Uploaded 2026-01-28T11:12:46 (113.1 KB)

15F-H1516012-BFS Decision – 495139.pdf

Uploaded 2026-01-28T11:12:47 (61.2 KB)

Briefing: Fairbanks v. Santa Bird Condominium Association (Case No. 15F-H1516012-BFS)

Executive Summary

In early 2016, the Arizona Office of Administrative Hearings adjudicated a dispute between Maxine Fairbanks (Petitioner) and the Santa Bird Condominium Association (Respondent or SBCA) regarding several violations of state statutes and the association’s Covenants, Conditions, and Restrictions (CC&Rs). The Petitioner alleged that the association had mismanaged surplus funds, failed to adhere to budgets, refused to provide financial records, and allowed individual board members to make unilateral decisions.

The Respondent, represented by a newly elected Board of Directors, admitted to the allegations. While the Administrative Law Judge (ALJ) found the association in violation of four distinct legal and governing provisions, the testimony regarding corrective measures taken by the new board served as a mitigating factor. On May 9, 2016, the ALJ's decision was certified as the final agency action. The association was ordered to comply with all applicable laws and reimburse the Petitioner’s $2,000 filing fee, though no additional civil penalties were imposed.


Analysis of Key Themes

1. Financial Transparency and Management

The core of the dispute centered on the association’s failure to manage funds and records according to Arizona Revised Statutes. Specifically, the association admitted to violating:

  • A.R.S. § 33-1254 (Surplus Monies): The board used surplus funds without an approved budget.

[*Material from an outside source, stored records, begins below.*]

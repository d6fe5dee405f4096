//! Local data directory.
//!
//! Holds one JSONL file per row kind (`teams`, `matches`, `players`),
//! either hand-maintained or written by `import` from the hosted database.

mod jsonl;

pub use jsonl::*;

use std::path::PathBuf;
use thiserror::Error;

/// Errors that can occur during storage operations.
#[derive(Debug, Error)]
pub enum StorageError {
    #[error("IO error: {0}")]
    Io(#[from] std::io::Error),

    #[error("JSON serialization error: {0}")]
    Json(#[from] serde_json::Error),
}

/// Configuration for storage paths.
#[derive(Debug, Clone)]
pub struct StorageConfig {
    pub data_dir: PathBuf,
}

impl StorageConfig {
    pub fn new(data_dir: PathBuf) -> Self {
        Self { data_dir }
    }

    pub fn entity_path(&self, entity: EntityType) -> PathBuf {
        self.data_dir.join(entity.filename())
    }
}

impl Default for StorageConfig {
    fn default() -> Self {
        Self::new(PathBuf::from("./data"))
    }
}
//! Statistics calculation engine.
//!
//! Pure, synchronous functions over already-normalized rows:
//! - Team records, match results and match history
//! - Standings order (wins, then point differential)
//! - Awards races (OMVP, DMVP, Rookie)
//! - Player leaderboard filtering and sorting
//!
//! Nothing here reads the clock, the environment or any shared state.

pub mod awards;
pub mod leaderboard;
pub mod ranking;
pub mod records;

pub use awards::{
    award_race, compute_awards, compute_awards_with, AwardSettings, AWARD_LIST_SIZE,
    MIN_GAMES_FOR_AWARDS,
};
pub use leaderboard::{filter_and_sort, LeaderboardQuery, PositionFilter, SortDirection, SortField};
pub use ranking::{
    build_standings, compare_records, compare_teams, rank_by_ranking_points, rank_standings,
};
pub use records::{
    aggregate_record, match_result, recent_results, team_match_history, upcoming_matches,
    DRAW_COUNTS_AS_LOSS,
};
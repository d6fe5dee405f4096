use axum::extract::State;
use axum::Json;
use serde::Serialize;

use crate::api::state::AppState;

#[derive(Debug, Serialize)]
pub struct HealthResponse {
    pub status: &'static str,
    pub version: &'static str,
    pub source: &'static str,
}

/// Liveness only; does not touch the row source.
pub async fn health(State(state): State<AppState>) -> Json<HealthResponse> {
    Json(HealthResponse {
        status: "ok",
        version: env!("CARGO_PKG_VERSION"),
        source: state.source.name(),
    })
}
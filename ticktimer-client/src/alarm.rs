//! Alarm tones.
//!
//! A [`ToneBackend`] plays one tone and blocks for its length. The alarm
//! pattern (three tones with short gaps by default) is driven on a blocking
//! worker so it never holds up the tick task or user commands.

use std::io::Write;
use std::sync::Arc;
use std::time::Duration;

use tracing::{debug, warn};

use crate::AppError;

#[derive(Debug, Clone, Copy, PartialEq, Eq)]
pub struct AlarmPattern {
    pub frequency_hz: u32,
    pub tone: Duration,
    pub gap: Duration,
    pub repeats: u32,
}

impl Default for AlarmPattern {
    fn default() -> Self {
        Self {
            frequency_hz: 1000,
            tone: Duration::from_millis(500),
            gap: Duration::from_millis(300),
            repeats: 3,
        }
    }
}

/// Platform "play tone" capability.
pub trait ToneBackend: Send + Sync {
    fn name(&self) -> &'static str;
    /// Plays a tone, returning once it has finished.
    fn play_tone(&self, frequency_hz: u32, duration: Duration) -> Result<(), AppError>;
}

/// Rings the terminal bell and waits out the tone length. The bell has no
/// pitch, so the frequency is ignored.
#[derive(Debug, Default)]
pub struct TerminalBell;

impl ToneBackend for TerminalBell {
    fn name(&self) -> &'static str {
        "bell"
    }

    fn play_tone(&self, _frequency_hz: u32, duration: Duration) -> Result<(), AppError> {
        let mut out = std::io::stdout().lock();
        out.write_all(b"\x07")?;
        out.flush()?;
        drop(out);
        std::thread::sleep(duration);
        Ok(())
    }
}

/// For targets without any audio; the visual readout still shows completion.
#[derive(Debug, Default)]
pub struct Silent;

impl ToneBackend for Silent {
    fn name(&self) -> &'static str {
        "silent"
    }

    fn play_tone(&self, frequency_hz: u32, duration: Duration) -> Result<(), AppError> {
        debug!(frequency_hz, ?duration, "silent tone");
        Ok(())
    }
}

#[cfg(feature = "rodio")]
#[derive(Debug, Default)]
pub struct RodioTone;

#[cfg(feature = "rodio")]
impl ToneBackend for RodioTone {
    fn name(&self) -> &'static str {
        "rodio"
    }

    fn play_tone(&self, frequency_hz: u32, duration: Duration) -> Result<(), AppError> {
        use rodio::source::SineWave;
        use rodio::{OutputStream, Sink, Source};

        let (_stream, handle) =
            OutputStream::try_default().map_err(|e| AppError::Audio(e.to_string()))?;
        let sink = Sink::try_new(&handle).map_err(|e| AppError::Audio(e.to_string()))?;
        sink.append(
            SineWave::new(frequency_hz as f32)
                .take_duration(duration)
                .amplify(0.20),
        );
        sink.sleep_until_end();
        Ok(())
    }
}

/// Plays the whole pattern on the calling thread.
pub fn play_pattern(backend: &dyn ToneBackend, pattern: &AlarmPattern) -> Result<(), AppError> {
    for i in 0..pattern.repeats {
        backend.play_tone(pattern.frequency_hz, pattern.tone)?;
        if i + 1 < pattern.repeats {
            std::thread::sleep(pattern.gap);
        }
    }
    Ok(())
}

/// Fire-and-forget alarm on the blocking pool. Failures are logged only.
pub fn sound_alarm(
    backend: Arc<dyn ToneBackend>,
    pattern: AlarmPattern,
) -> tokio::task::JoinHandle<()> {
    tokio::task::spawn_blocking(move || {
        debug!(backend = backend.name(), ?pattern, "alarm: playing");
        if let Err(e) = play_pattern(backend.as_ref(), &pattern) {
            warn!(error=%e, backend = backend.name(), "alarm: tone playback failed");
        }
    })
}
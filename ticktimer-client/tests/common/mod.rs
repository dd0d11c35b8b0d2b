#![allow(dead_code)]

use std::sync::atomic::{AtomicUsize, Ordering};
use std::sync::{Arc, Mutex};
use std::time::Duration;

use ticktimer_client::AppError;
use ticktimer_client::alarm::{AlarmPattern, Silent, ToneBackend};
use ticktimer_client::app::session::{SessionSettings, TimerEvent, TimerSession};
use ticktimer_client::platform::Platform;
use ticktimer_shared::{Snapshot, TimerDuration};
use tokio::sync::mpsc;

/// Records every tone instead of playing it.
pub struct RecordingTone {
    tx: mpsc::UnboundedSender<u32>,
}

impl ToneBackend for RecordingTone {
    fn name(&self) -> &'static str {
        "recording"
    }

    fn play_tone(&self, frequency_hz: u32, _duration: Duration) -> Result<(), AppError> {
        let _ = self.tx.send(frequency_hz);
        Ok(())
    }
}

#[derive(Default)]
pub struct FakePlatform {
    pub completed: Mutex<Vec<TimerDuration>>,
    pub hidden: AtomicUsize,
}

impl FakePlatform {
    pub fn completed(&self) -> Vec<TimerDuration> {
        self.completed.lock().unwrap().clone()
    }

    pub fn hidden(&self) -> usize {
        self.hidden.load(Ordering::SeqCst)
    }
}

#[async_trait::async_trait]
impl Platform for FakePlatform {
    fn native_tone(&self) -> Arc<dyn ToneBackend> {
        Arc::new(Silent)
    }

    async fn notify_completed(&self, duration: TimerDuration) {
        self.completed.lock().unwrap().push(duration);
    }

    async fn hide_notification(&self) {
        self.hidden.fetch_add(1, Ordering::SeqCst);
    }
}

pub struct Harness {
    pub session: TimerSession,
    pub events: mpsc::UnboundedReceiver<TimerEvent>,
    pub tones: mpsc::UnboundedReceiver<u32>,
    pub platform: Arc<FakePlatform>,
}

impl Harness {
    pub fn new(alarm_enabled: bool) -> Self {
        Self::with_interval(alarm_enabled, Duration::from_secs(1))
    }

    pub fn with_interval(alarm_enabled: bool, tick_interval: Duration) -> Self {
        let (tone_tx, tones) = mpsc::unbounded_channel();
        let (tx, events) = mpsc::unbounded_channel();
        let platform = Arc::new(FakePlatform::default());
        let settings = SessionSettings {
            tick_interval,
            alarm: AlarmPattern {
                tone: Duration::ZERO,
                gap: Duration::ZERO,
                ..AlarmPattern::default()
            },
            desktop_notification: true,
            alarm_enabled,
        };
        let session = TimerSession::new(
            platform.clone(),
            Arc::new(RecordingTone { tx: tone_tx }),
            settings,
            tx,
        );
        Self {
            session,
            events,
            tones,
            platform,
        }
    }

    pub async fn next_event(&mut self) -> TimerEvent {
        self.events.recv().await.expect("event channel closed")
    }

    pub async fn next_update(&mut self) -> Snapshot {
        match self.next_event().await {
            TimerEvent::Updated(snap) => snap,
            other => panic!("expected snapshot update, got {other:?}"),
        }
    }

    /// Everything queued so far, without waiting.
    pub fn drain(&mut self) -> Vec<TimerEvent> {
        let mut out = Vec::new();
        while let Ok(ev) = self.events.try_recv() {
            out.push(ev);
        }
        out
    }

    pub fn assert_quiet(&mut self) {
        if let Ok(ev) = self.events.try_recv() {
            panic!("unexpected event {ev:?}");
        }
    }
}
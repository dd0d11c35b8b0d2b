use std::sync::Arc;
use std::time::Duration;

use ticktimer_shared::{
    CountdownController, Preset, RunId, Snapshot, StartOutcome, TickResult, TimerError,
};
use tokio::sync::{Mutex, mpsc};
use tokio::task::JoinHandle;
use tokio_util::sync::CancellationToken;
use tracing::{debug, info, warn};

use crate::alarm::{self, AlarmPattern, ToneBackend};
use crate::config::TimerConfig;
use crate::platform::{self, Platform};

/// Updates pushed to the presentation layer, in the order the controller
/// changed.
#[derive(Debug, Clone, PartialEq, Eq)]
pub enum TimerEvent {
    Updated(Snapshot),
    Completed { alarm: bool },
}

#[derive(Debug, Clone)]
pub struct SessionSettings {
    pub tick_interval: Duration,
    pub alarm: AlarmPattern,
    pub desktop_notification: bool,
    pub alarm_enabled: bool,
}

impl SessionSettings {
    pub fn from_config(cfg: &TimerConfig) -> Self {
        Self {
            tick_interval: cfg.tick_interval(),
            alarm: cfg.alarm.pattern(),
            desktop_notification: cfg.desktop_notification,
            alarm_enabled: cfg.alarm_enabled,
        }
    }
}

impl Default for SessionSettings {
    fn default() -> Self {
        Self {
            tick_interval: Duration::from_secs(1),
            alarm: AlarmPattern::default(),
            desktop_notification: true,
            alarm_enabled: true,
        }
    }
}

struct Ticker {
    run: RunId,
    cancel: CancellationToken,
    handle: JoinHandle<()>,
}

/// Owns the single countdown and its background tick task.
///
/// User commands lock the controller briefly and return; ticking happens
/// on a spawned task that reports through the event channel. Events are sent
/// while the controller lock is held, so a tick can never be reported after
/// the pause or reset that followed it.
#[derive(Clone)]
pub struct TimerSession {
    controller: Arc<Mutex<CountdownController>>,
    ticker: Arc<Mutex<Option<Ticker>>>,
    events: mpsc::UnboundedSender<TimerEvent>,
    platform: Arc<dyn Platform>,
    tone: Arc<dyn ToneBackend>,
    settings: SessionSettings,
}

impl TimerSession {
    pub fn new(
        platform: Arc<dyn Platform>,
        tone: Arc<dyn ToneBackend>,
        settings: SessionSettings,
        events: mpsc::UnboundedSender<TimerEvent>,
    ) -> Self {
        let mut controller = CountdownController::new();
        controller.set_alarm_enabled(settings.alarm_enabled);
        Self {
            controller: Arc::new(Mutex::new(controller)),
            ticker: Arc::new(Mutex::new(None)),
            events,
            platform,
            tone,
            settings,
        }
    }

    /// Session wired to the detected platform per the config.
    pub fn from_config(cfg: &TimerConfig, events: mpsc::UnboundedSender<TimerEvent>) -> Self {
        let plat = platform::detect();
        let tone = platform::tone_backend(plat.as_ref(), cfg.alarm.backend);
        info!(tone = tone.name(), "alarm backend selected");
        Self::new(plat, tone, SessionSettings::from_config(cfg), events)
    }

    pub async fn snapshot(&self) -> Snapshot {
        self.controller.lock().await.snapshot()
    }

    pub async fn set_duration(
        &self,
        hours: u32,
        minutes: u32,
        seconds: u32,
    ) -> Result<(), TimerError> {
        let mut c = self.controller.lock().await;
        let d = c.set_duration(hours, minutes, seconds)?;
        debug!(duration=%d, "duration set");
        self.emit(TimerEvent::Updated(c.snapshot()));
        Ok(())
    }

    pub async fn set_duration_text(
        &self,
        hours: &str,
        minutes: &str,
        seconds: &str,
    ) -> Result<(), TimerError> {
        let mut c = self.controller.lock().await;
        let d = c.set_duration_text(hours, minutes, seconds)?;
        debug!(duration=%d, "duration set");
        self.emit(TimerEvent::Updated(c.snapshot()));
        Ok(())
    }

    pub async fn apply_preset(&self, preset: &Preset) -> Result<(), TimerError> {
        let mut c = self.controller.lock().await;
        let d = c.apply_preset(preset)?;
        debug!(preset = %preset.label, duration=%d, "preset applied");
        self.emit(TimerEvent::Updated(c.snapshot()));
        Ok(())
    }

    pub async fn set_alarm_enabled(&self, enabled: bool) {
        let mut c = self.controller.lock().await;
        c.set_alarm_enabled(enabled);
        info!(enabled, "alarm toggled");
        self.emit(TimerEvent::Updated(c.snapshot()));
    }

    /// Starts a run. Zero duration is reported as `InvalidInput` and leaves
    /// the timer untouched; starting while running does nothing.
    pub async fn start(&self) -> Result<(), TimerError> {
        let run = {
            let mut c = self.controller.lock().await;
            let run = match c.start()? {
                StartOutcome::Started { run } => run,
                StartOutcome::AlreadyRunning => {
                    debug!("start ignored; already running");
                    return Ok(());
                }
            };
            info!(run, remaining = c.remaining_secs(), "timer started");
            self.emit(TimerEvent::Updated(c.snapshot()));
            run
        };
        self.platform.hide_notification().await;
        self.spawn_ticker(run).await;
        Ok(())
    }

    pub async fn pause(&self) {
        {
            let mut c = self.controller.lock().await;
            if !c.pause() {
                debug!("pause ignored; not running");
                return;
            }
            info!(remaining = c.remaining_secs(), "timer paused");
            self.emit(TimerEvent::Updated(c.snapshot()));
        }
        self.stop_ticker().await;
    }

    pub async fn reset(&self) {
        {
            let mut c = self.controller.lock().await;
            c.reset();
            info!("timer reset");
            self.emit(TimerEvent::Updated(c.snapshot()));
        }
        self.stop_ticker().await;
        self.platform.hide_notification().await;
    }

    /// Stops the tick task and waits briefly for it to exit.
    pub async fn shutdown(&self) {
        let ticker = self.ticker.lock().await.take();
        if let Some(t) = ticker {
            t.cancel.cancel();
            let _ = tokio::time::timeout(Duration::from_secs(3), t.handle).await;
        }
    }

    async fn stop_ticker(&self) {
        // Not joined: the task may be waiting on the controller lock, and the
        // run id check discards any tick it still delivers.
        if let Some(t) = self.ticker.lock().await.take() {
            debug!(run = t.run, "stopping tick task");
            t.cancel.cancel();
        }
    }

    async fn spawn_ticker(&self, run: RunId) {
        let cancel = CancellationToken::new();
        let task_cancel = cancel.clone();
        let session = self.clone();
        let handle = tokio::spawn(async move {
            session.tick_loop(run, task_cancel).await;
        });
        let previous = self.ticker.lock().await.replace(Ticker {
            run,
            cancel,
            handle,
        });
        if let Some(old) = previous {
            old.cancel.cancel();
        }
    }

    async fn tick_loop(&self, run: RunId, cancel: CancellationToken) {
        let interval = self.settings.tick_interval;
        loop {
            tokio::select! {
                _ = cancel.cancelled() => {
                    debug!(run, "tick task: cancelled");
                    break;
                }
                _ = tokio::time::sleep(interval) => {}
            }

            let result = {
                let mut c = self.controller.lock().await;
                let result = c.tick_run(run);
                if result != TickResult::Ignored {
                    self.emit(TimerEvent::Updated(c.snapshot()));
                }
                if let TickResult::Completed { alarm: sound } = result {
                    self.emit(TimerEvent::Completed { alarm: sound });
                }
                (result, c.duration())
            };
            match result {
                (TickResult::Ticked { remaining }, _) => {
                    debug!(run, remaining, "tick");
                }
                (TickResult::Completed { alarm: sound }, duration) => {
                    info!(run, alarm = sound, "timer completed");
                    if sound {
                        alarm::sound_alarm(self.tone.clone(), self.settings.alarm);
                    }
                    if self.settings.desktop_notification {
                        self.platform.notify_completed(duration).await;
                    }
                    break;
                }
                (TickResult::Ignored, _) => {
                    debug!(run, "tick task: run superseded; exiting");
                    break;
                }
            }
        }
    }

    fn emit(&self, event: TimerEvent) {
        if let Err(e) = self.events.send(event) {
            warn!(error=%e, "timer event dropped; no listener");
        }
    }
}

Under the law, surplus funds must generally be returned to unit owners or credited toward future assessments.
  • A.R.S. § 33-1243 (Budget Adherence): The board failed to adhere to an approved budget and failed to follow the statutory process for budget ratification by unit owners.
  • A.R.S. § 33-1258 (Financial Records): The board refused to provide financial reports to members. The statute requires that financial and other records be made "reasonably available" within ten business days of a request.
2. Governance and Individual Authority

A significant procedural violation involved Declaration Paragraph 9E of the association's CC&Rs. The Petitioner alleged, and the Respondent admitted, that an individual board member was making decisions without a formal vote of the Board. Per the CC&Rs, only a "majority vote of the Managers" entitles the Board to carry out actions on behalf of the unit owners. This highlights a theme of unilateral governance that bypassed the collective decision-making process required by law.

3. Institutional Correction and Mitigation

A secondary theme is the transition of power and the "clean-up" efforts of the successor board. Patricia Benner, the new Board Chairman, provided credible testimony regarding the "disarray" of the records inherited from the previous administration. The new board's commitment to compliance was demonstrated through:

  • Formal admission of past wrongdoings.
  • The hiring of a professional management company.
  • Active steps to reconcile and organize association records.

The ALJ noted this proactive stance as a reason to forgo civil penalties, signaling that while the association as an entity is responsible for past errors, current efforts toward compliance carry weight in administrative rulings.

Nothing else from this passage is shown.